Look through the records below for the word "list". Report how many lines have it, and only that number.

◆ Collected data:
******

//! Built-in C++ detection patterns.
//!
//! The stream-operator pattern also fires on bare `>>`, which shows up in
//! nested generics in other languages. That imprecision is tolerated: C++
//! needs corroborating hits (namespace, templates, `std::`) to win anyway.

use regex::Regex;

use crate::types::{DetectionPattern, LanguageDefinition, PatternScope};

/// C++ definition:
/// - `cpp_namespace`: namespace declarations
/// - `cpp_class_inheritance`: class declarations with optional inheritance list
/// - `cpp_template`: `template<typename T>` headers
/// - `cpp_stream_ops`: iostream insertion/extraction operators
/// - `cpp_std_qualifier`: `std::` qualified names
pub fn definition() -> LanguageDefinition {
    LanguageDefinition {
        language: "cpp".to_string(),
        patterns: vec![
            DetectionPattern {
                id: "cpp_namespace".to_string(),
                regex: Regex::new(r"\bnamespace\s+[a-zA-Z0-9_]+")
                    .expect("regex pattern is valid and should always compile"),
                scope: PatternScope::FullText,
                description: "Namespace declaration".to_string(),
                enabled: true,
            },
            DetectionPattern {
                id: "cpp_class_inheritance".to_string(),
                regex: Regex::new(
                    r"\bclass\s+[a-zA-Z0-9_]+(\s*:\s*(public|protected|private)\s+[a-zA-Z0-9_]+)?\s*\{",
                )
                .expect("regex pattern is valid and should always compile"),
                scope: PatternScope::FullText,
                description: "Class declaration, optionally with inheritance list".to_string(),
                enabled: true,
            },
            DetectionPattern {
                id: "cpp_template".to_string(),
                regex: Regex::new(r"template\s*<(typename|class)\s+[a-zA-Z0-9_]+>")
                    .expect("regex pattern is valid and should always compile"),
                scope: PatternScope::FullText,
                description: "Template header (template<typename T>)".to_string(),
                enabled: true,
            },
            DetectionPattern {
                id: "cpp_stream_ops".to_string(),
                regex: Regex::new(r"\b(cout|cin|cerr)\s*<<|>>")
                    .expect("regex pattern is valid and should always compile"),
                scope: PatternScope::FullText,
                description: "Stream insertion/extraction operator".to_string(),
                enabled: true,
            },
            DetectionPattern {
                id: "cpp_std_qualifier".to_string(),
                regex: Regex::new(r"\bstd::[a-zA-Z0-9_]+")
                    .expect("regex pattern is valid and should always compile"),
                scope: PatternScope::FullText,
                description: "std:: qualified name".to_string(),
                enabled: true,
            },
        ],
        extensions: vec![".cpp".to_string(), ".cc".to_string(), ".hpp".to_string()],
    }
}
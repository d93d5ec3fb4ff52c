//! Built-in XML detection patterns.

use regex::Regex;

use crate::types::{DetectionPattern, LanguageDefinition, PatternScope};

/// XML definition:
/// - `xml_declaration_header` (first-line): `<?xml version` in the prefix window
/// - `xml_declaration`: document-leading XML declaration
/// - `xml_namespaced_tag`: tags with a namespace prefix
/// - `xml_namespace_attrs`: elements carrying xmlns/namespaced attributes
pub fn definition() -> LanguageDefinition {
    LanguageDefinition {
        language: "xml".to_string(),
        patterns: vec![
            DetectionPattern {
                id: "xml_declaration_header".to_string(),
                regex: Regex::new(r"(?i)^<\?xml\s+version")
                    .expect("regex pattern is valid and should always compile"),
                scope: PatternScope::FirstLines,
                description: "XML declaration at the top of the document".to_string(),
                enabled: true,
            },
            DetectionPattern {
                id: "xml_declaration".to_string(),
                regex: Regex::new(r"(?i)^<\?xml\s+version")
                    .expect("regex pattern is valid and should always compile"),
                scope: PatternScope::FullText,
                description: "Document-leading XML declaration".to_string(),
                enabled: true,
            },
            DetectionPattern {
                id: "xml_namespaced_tag".to_string(),
                regex: Regex::new(r"(?i)<[a-z0-9_-]+:[a-z0-9_-]+\s+")
                    .expect("regex pattern is valid and should always compile"),
                scope: PatternScope::FullText,
                description: "Tag with a namespace prefix (<ns:tag …)".to_string(),
                enabled: true,
            },
            DetectionPattern {
                id: "xml_namespace_attrs".to_string(),
                regex: Regex::new(r"(?i)<[a-z0-9_-]+\s+[^>]*?(xmlns:|xml:|\w+:)")
                    .expect("regex pattern is valid and should always compile"),
                scope: PatternScope::FullText,
                description: "Element with xmlns/namespaced attributes".to_string(),
                enabled: true,
            },
        ],
        extensions: vec![".xml".to_string()],
    }
}
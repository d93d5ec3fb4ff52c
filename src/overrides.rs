//! Short-circuit overrides for ambiguous config formats.
//!
//! Generic pattern scoring under-discriminates between `.properties`,
//! `.yaml`, and `.json`: all three are little more than "key: value" text.
//! These heuristics resolve that ambiguity with format-specific anchors
//! that are extremely unlikely to appear in any other language, and they
//! run BEFORE scoring — a hit returns immediately instead of contributing
//! weight. Keep that separation: short-circuit and cumulative semantics do
//! not mix.

use regex::Regex;

/// Pre-scoring override heuristics.
///
/// All patterns compile once at construction; `resolve` is read-only and
/// safe to call concurrently.
#[derive(Debug)]
pub struct OverrideResolver {
    filename_marker: Regex,
    properties_suffix: Regex,
    yaml_suffix: Regex,
    json_suffix: Regex,
    spring_properties: Regex,
    kubernetes_keys: Regex,
}

impl OverrideResolver {
    pub fn new() -> Self {
        Self {
            filename_marker: Regex::new(
                r#"(?m)filename="([^"]+)"|name="([^"]+)"|^application\.(properties|ya?ml)$"#,
            )
            .expect("regex pattern is valid and should always compile"),
            properties_suffix: Regex::new(r"(?i)\.properties$")
                .expect("regex pattern is valid and should always compile"),
            yaml_suffix: Regex::new(r"(?i)\.ya?ml$")
                .expect("regex pattern is valid and should always compile"),
            json_suffix: Regex::new(r"(?i)\.json$")
                .expect("regex pattern is valid and should always compile"),
            spring_properties: Regex::new(r"(?m)^(server\.port|spring\.datasource|logging\.level)")
                .expect("regex pattern is valid and should always compile"),
            kubernetes_keys: Regex::new(r"(?m)^(apiVersion|kind|metadata|spec):")
                .expect("regex pattern is valid and should always compile"),
        }
    }

    /// Resolve a language without scoring, or `None` to fall through.
    ///
    /// Evaluation order:
    /// 1. Embedded filename marker (`filename="…"`, `name="…"`, or a bare
    ///    `application.properties`/`.yml`/`.yaml` line) — classify the
    ///    implied file name by suffix. Unrecognized suffixes fall through
    ///    rather than forcing a result.
    /// 2. Spring-style properties prefixes at line start.
    /// 3. Kubernetes-manifest top-level keys at line start.
    pub fn resolve(&self, text: &str) -> Option<&'static str> {
        if let Some(captures) = self.filename_marker.captures(text) {
            let implied = captures
                .get(1)
                .or_else(|| captures.get(2))
                .map(|m| m.as_str())
                .unwrap_or_else(|| captures.get(0).map_or("", |m| m.as_str()));
            if self.properties_suffix.is_match(implied) {
                log::debug!("override: embedded filename {implied:?} -> properties");
                return Some("properties");
            }
            if self.yaml_suffix.is_match(implied) {
                log::debug!("override: embedded filename {implied:?} -> yaml");
                return Some("yaml");
            }
            if self.json_suffix.is_match(implied) {
                log::debug!("override: embedded filename {implied:?} -> json");
                return Some("json");
            }
        }

        if self.spring_properties.is_match(text) {
            log::debug!("override: spring-style properties prefix -> properties");
            return Some("properties");
        }
        if self.kubernetes_keys.is_match(text) {
            log::debug!("override: kubernetes manifest key -> yaml");
            return Some("yaml");
        }

        None
    }
}

impl Default for OverrideResolver {
    fn default() -> Self {
        Self::new()
    }
}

******

◆ ANSWER TO THIS PROBLEM:
2